Finanças
Guerra eleva a atratividade de combustíveis alternativos
Executivos de transportadoras brasileiras relatam na Hannover Messe, na Alemanha, avanços e desafios no uso de biometano, biodiesel e elétricos
Em meio à disparada do petróleo e à incerteza sobre a guerra no Oriente Médio, empresas do setor de transportes têm visto um incentivo não apenas ambiental, mas também econômico para acelerar a busca por soluções alternativas de combustíveis, como biodiesel, biometano e veículos elétricos. O desafio, segundo executivos de companhias, é o investimento inicial necessário para fazer a transição.
— Não vamos substituir o diesel, mas temos que começar a buscar soluções. Já tínhamos identificado essa demanda dos clientes, principalmente empresas com metas de descarbonização. Outro ponto é também reduzir a dependência de combustíveis vulneráveis a fatores geopolíticos, como o diesel — disse Marcos Azevedo, diretor da Bravo Logística, durante painel na Hannover Messe 2026, a maior feira industrial do mundo, que este ano tem o Brasil como país-parceiro.
Terras-raras:
Feira de Hanôver:
A transportadora vê biometano como alternativa ao diesel tradicional, e seus modelos a gás já são 2% da frota de cerca de mil veículos. Outras soluções são testadas , como biodiesel e aditivos catalisadores.

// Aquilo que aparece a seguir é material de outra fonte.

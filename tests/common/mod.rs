//! Local stand-in for the directory API

#![allow(dead_code)]

use std::collections::HashMap;
use std::io;
use std::sync::{Arc, Mutex};
use std::thread;
use std::time::Duration;

#[derive(Clone)]
pub struct Reply {
    pub status: u16,
    pub body: String,
    pub delay: Duration,
}

impl Reply {
    pub fn ok(body: &str) -> Self {
        Self {
            status: 200,
            body: body.to_string(),
            delay: Duration::ZERO,
        }
    }

    pub fn status(status: u16, body: &str) -> Self {
        Self {
            status,
            body: body.to_string(),
            delay: Duration::ZERO,
        }
    }

    pub fn delayed(mut self, delay: Duration) -> Self {
        self.delay = delay;
        self
    }
}

/// Serves canned replies keyed by the decoded `search` parameter and records
/// every raw request URL.
pub struct StubServer {
    server: Arc<tiny_http::Server>,
    pub base_url: String,
    requests: Arc<Mutex<Vec<String>>>,
}

impl StubServer {
    pub fn start(replies: Vec<(&str, Reply)>) -> Self {
        let replies: HashMap<String, Reply> = replies
            .into_iter()
            .map(|(query, reply)| (query.to_string(), reply))
            .collect();
        let server = Arc::new(tiny_http::Server::http("127.0.0.1:0").unwrap());
        let port = server.server_addr().to_ip().unwrap().port();
        let requests = Arc::new(Mutex::new(Vec::new()));

        let accept = Arc::clone(&server);
        let log = Arc::clone(&requests);
        thread::spawn(move || {
            while let Ok(request) = accept.recv() {
                let url = request.url().to_string();
                log.lock().unwrap().push(url.clone());

                let reply = search_param(&url)
                    .and_then(|q| replies.get(&q).cloned())
                    .unwrap_or_else(|| Reply::status(404, r#"{"detail":"Not Found"}"#));

                thread::spawn(move || {
                    thread::sleep(reply.delay);
                    let header =
                        tiny_http::Header::from_bytes(&b"Content-Type"[..], &b"application/json"[..])
                            .unwrap();
                    let response = tiny_http::Response::from_string(reply.body)
                        .with_status_code(reply.status)
                        .with_header(header);
                    let _ = request.respond(response);
                });
            }
        });

        Self {
            server,
            base_url: format!("http://127.0.0.1:{}", port),
            requests,
        }
    }

    pub fn requests(&self) -> Vec<String> {
        self.requests.lock().unwrap().clone()
    }
}

impl Drop for StubServer {
    fn drop(&mut self) {
        self.server.unblock();
    }
}

/// Raw (still encoded) value of the `search` query parameter
pub fn raw_search_param(url: &str) -> Option<String> {
    let (_, query) = url.split_once('?')?;
    query
        .split('&')
        .find_map(|pair| pair.strip_prefix("search="))
        .map(str::to_string)
}

pub fn search_param(url: &str) -> Option<String> {
    let raw = raw_search_param(url)?;
    urlencoding::decode(&raw).ok().map(|s| s.into_owned())
}

pub fn employees_json(names: &[&str]) -> String {
    let records: Vec<String> = names
        .iter()
        .enumerate()
        .map(|(i, name)| {
            format!(
                r#"{{"id": {}, "name": "{}", "email": "{}@peoplecore.co", "department": "HR", "designation": "HR Executive", "date_of_joining": "2022-0{}-15"}}"#,
                i + 1,
                name,
                name.to_lowercase().replace(' ', "."),
                (i % 9) + 1
            )
        })
        .collect();
    format!("[{}]", records.join(","))
}

/// In-memory log sink for a `tracing_subscriber::fmt()` writer
#[derive(Clone, Default)]
pub struct LogBuffer(Arc<Mutex<Vec<u8>>>);

impl LogBuffer {
    pub fn contents(&self) -> String {
        String::from_utf8_lossy(&self.0.lock().unwrap()).into_owned()
    }
}

impl io::Write for LogBuffer {
    fn write(&mut self, buf: &[u8]) -> io::Result<usize> {
        self.0.lock().unwrap().extend_from_slice(buf);
        Ok(buf.len())
    }

    fn flush(&mut self) -> io::Result<()> {
        Ok(())
    }
}
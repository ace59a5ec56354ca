use crate::api::EmployeeApi;
use crate::config::AppConfig;
use crate::coordinator::{ResponseOutcome, SearchCoordinator, SearchRequest};
use crate::employee::Employee;
use crate::error::SearchError;
use crate::tui::list::CardListState;
use crate::tui::search::SearchInput;
use crate::tui::ui;
use crate::EmpDirError;
use chrono::Locale;
use crossbeam_channel::{unbounded, Receiver, Sender};
use crossterm::event::{self, Event, KeyCode, KeyEvent, KeyEventKind, KeyModifiers};
use ratatui::DefaultTerminal;
use std::time::{Duration, Instant};

/// Messages from background tasks
pub enum BgMessage {
    SearchComplete {
        seq: u64,
        result: Result<Vec<Employee>, SearchError>,
    },
}

pub struct App {
    pub coordinator: SearchCoordinator,

    // Sub-states
    pub search: SearchInput,
    pub list: CardListState,

    pub locale: Locale,
    pub should_quit: bool,

    api: EmployeeApi,
    runtime: tokio::runtime::Runtime,
    bg_sender: Sender<BgMessage>,
    bg_receiver: Receiver<BgMessage>,
    tick_rate: Duration,
}

impl App {
    pub fn new(config: &AppConfig) -> crate::Result<Self> {
        let api = EmployeeApi::new(&config.base_url)?;
        let runtime = tokio::runtime::Builder::new_multi_thread()
            .worker_threads(2)
            .thread_name("empdir-http")
            .enable_all()
            .build()
            .map_err(EmpDirError::Runtime)?;
        let (bg_sender, bg_receiver) = unbounded();

        Ok(Self {
            coordinator: SearchCoordinator::new(config.debounce),
            search: SearchInput::default(),
            list: CardListState::default(),
            locale: config.locale,
            should_quit: false,
            api,
            runtime,
            bg_sender,
            bg_receiver,
            tick_rate: config.tick_rate,
        })
    }

    pub fn run(&mut self, terminal: &mut DefaultTerminal) -> crate::Result<()> {
        tracing::info!(base_url = self.api.base_url(), "directory search started");

        loop {
            terminal.draw(|frame| ui::draw(frame, self))?;

            // Wake up for the debounce deadline even when no key arrives
            let now = Instant::now();
            let timeout = self
                .coordinator
                .next_deadline()
                .map(|d| d.saturating_duration_since(now).min(self.tick_rate))
                .unwrap_or(self.tick_rate);

            if event::poll(timeout)? {
                if let Event::Key(key) = event::read()? {
                    if key.kind == KeyEventKind::Press {
                        self.handle_key(key, Instant::now());
                    }
                }
            }

            self.tick(Instant::now());

            if self.should_quit {
                tracing::info!("directory search exiting");
                return Ok(());
            }
        }
    }

    /// Drain finished searches and fire the debounce timer if it is due
    pub fn tick(&mut self, now: Instant) {
        self.process_messages();
        if let Some(request) = self.coordinator.poll(now) {
            self.dispatch(request);
        }
    }

    fn dispatch(&self, request: SearchRequest) {
        let api = self.api.clone();
        let tx = self.bg_sender.clone();
        self.runtime.spawn(async move {
            let result = api.search(&request.query).await;
            let _ = tx.send(BgMessage::SearchComplete {
                seq: request.seq,
                result,
            });
        });
    }

    pub fn process_messages(&mut self) {
        while let Ok(msg) = self.bg_receiver.try_recv() {
            self.handle_message(msg);
        }
    }

    /// Wait up to `timeout` for one background message and handle it
    pub fn wait_for_message(&mut self, timeout: Duration) -> bool {
        match self.bg_receiver.recv_timeout(timeout) {
            Ok(msg) => {
                self.handle_message(msg);
                true
            }
            Err(_) => false,
        }
    }

    fn handle_message(&mut self, msg: BgMessage) {
        match msg {
            BgMessage::SearchComplete { seq, result } => {
                if let ResponseOutcome::Applied(count) =
                    self.coordinator.apply_response(seq, result)
                {
                    self.list.reset(count);
                }
            }
        }
    }

    fn set_query(&mut self, text: String, now: Instant) {
        self.coordinator.set_search_text(text, now);
        if self.coordinator.results().is_empty() {
            self.list.reset(0);
        }
    }

    // --- Key handling ---

    pub fn handle_key(&mut self, key: KeyEvent, now: Instant) {
        // Global keys
        match key.code {
            KeyCode::Char('c') | KeyCode::Char('q')
                if key.modifiers.contains(KeyModifiers::CONTROL) =>
            {
                self.should_quit = true;
                return;
            }
            KeyCode::Esc => {
                if self.search.focused && !self.coordinator.search_text().is_empty() {
                    self.search.cursor_pos = 0;
                    self.set_query(String::new(), now);
                } else if self.search.focused {
                    self.search.focused = false;
                } else {
                    self.should_quit = true;
                }
                return;
            }
            _ => {}
        }

        if self.search.focused {
            self.handle_search_key(key, now);
        } else {
            self.handle_list_key(key, now);
        }
    }

    fn handle_search_key(&mut self, key: KeyEvent, now: Instant) {
        match key.code {
            KeyCode::Tab | KeyCode::Down | KeyCode::Enter => {
                self.search.focused = false;
            }
            _ => {
                let current = self.coordinator.search_text().to_string();
                if let Some(next) = self.search.handle_key(&current, key) {
                    self.set_query(next, now);
                }
            }
        }
    }

    fn handle_list_key(&mut self, key: KeyEvent, now: Instant) {
        match key.code {
            KeyCode::Up | KeyCode::Char('k') => self.list.move_by(-1),
            KeyCode::Down | KeyCode::Char('j') => self.list.move_by(1),
            KeyCode::PageUp => self.list.page(false),
            KeyCode::PageDown => self.list.page(true),
            KeyCode::Home => self.list.select_first(),
            KeyCode::End => self.list.select_last(),

            KeyCode::Tab | KeyCode::Char('/') => {
                self.search.focused = true;
            }

            // Any other printable char focuses search and types it
            KeyCode::Char(c) if !key.modifiers.contains(KeyModifiers::CONTROL) => {
                self.search.focused = true;
                let mut next = self.coordinator.search_text().to_string();
                next.push(c);
                self.search.cursor_pos = next.len();
                self.set_query(next, now);
            }

            _ => {}
        }
    }
}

— A gente tem experimentado um pouco de tudo, mas aquilo que a gente encontrou como uma solução realmente escalável é o biometano — diz.
Custo até 30% menor
Desde o início da guerra, o custo do biometano ficou de 25% a 30% menor que o do diesel, segundo Carlos Ferreira, diretor da Jomed Transportes. A empresa tem ampliado sua frota de caminhões a gás e investido em postos de abastecimento de biometano. Além da unidade de abastecimento já em operação em São Paulo, dois novos postos atreladas ao fornecimento de biometano de aterros sanitários serão abertos este ano, um em Volta Redonda, no estado do Rio, e outro no Espírito Santo.
— Cada vez mais as transportadoras precisam sair da dependência do combustível fóssil — diz Ferreira, acrescentado que o plano é que 70% dos 500 caminhões da Jomed sejam movidos a gás em 2030.
Os veículos elétricos também já mostram custo menor que o diesel. Após cinco anos de operação-piloto, a transportadora Braspress constatou economia de 78% em relação ao diesel comum, segundo Giuseppe Lumare Júnior, diretor comercial da empresa.
— O custo de manutenção despencou. Portanto, nós vamos escalar — disse.
A companhia, com uma frota de mais de 3 mil veículos, iniciou os testes com 30 elétricos e planeja comprar outros 60 até o ano que vem, com foco em entregas dentro de centros urbanos, não em longas distâncias.
Apesar do avanço, há desafios para a expansão dos elétricos de carga, como a construção de infraestrutura de abastecimento em um país extenso como o Brasil, para viabilizar o carregamento ao longo das rodovias, e os investimentos elevados para aquisição de veículos.
— Hoje o preço é de 40% a 50% mais caro do que os movidos a diesel. Além disso, há uma demora de um ano para a entrega — afirmou Lumare Júnior.
No caso do biometano, apesar de os caminhões também poderem ser abastecidos com GNV (gás natural veicular) — mais comum — a infraestrutura de abastecimento também é um desafio.
— É preciso criar corredores verdes para que o transporte com biometano possa avançar em rotas longas — disse Azevedo, da Bravo Logística, que cobra mais incentivos públicos ao modelo.
A Europa tem feito restrições a biocombustíveis brasileiros à base de soja e palma, por exemplo, alegando que o uso da terra para este fim compromete a produção de alimentos,
Camilo Adas, diretor de transição energética e relações institucionais da Be8, um dos principais fabricantes de biodiesel do Brasil, avalia que as restrições poderão inviabilizar a expansão de mercados de biocombustíveis, “que dependem de volumes altos para se tornarem competitivos em termos de preços”.
Biocombustível na aviação
Adas citou o mercado de Sustainable Aviation Fuel (SAF , na sigla em inglês). O Combustível Sustentável de Aviação, é um biocombustível feito a partir de óleos vegetais ou resíduos orgânicos, que substitui o querosene fóssil e reduz emissões em até 80%:
— A norma europeia tem restrições específicas para matérias-primas específicas, e o biocombustível de soja não pode ser usado. A aviação passa muito pela Europa. Não adianta a gente fazer SAF só para o Brasil, pois os volumes são baixos. Em toda produção industrial, e principalmente a de biocombustível, você só viabiliza mercado com alto volume, porque a margem é muito pequena. Sem o mercado europeu, não há alto volume.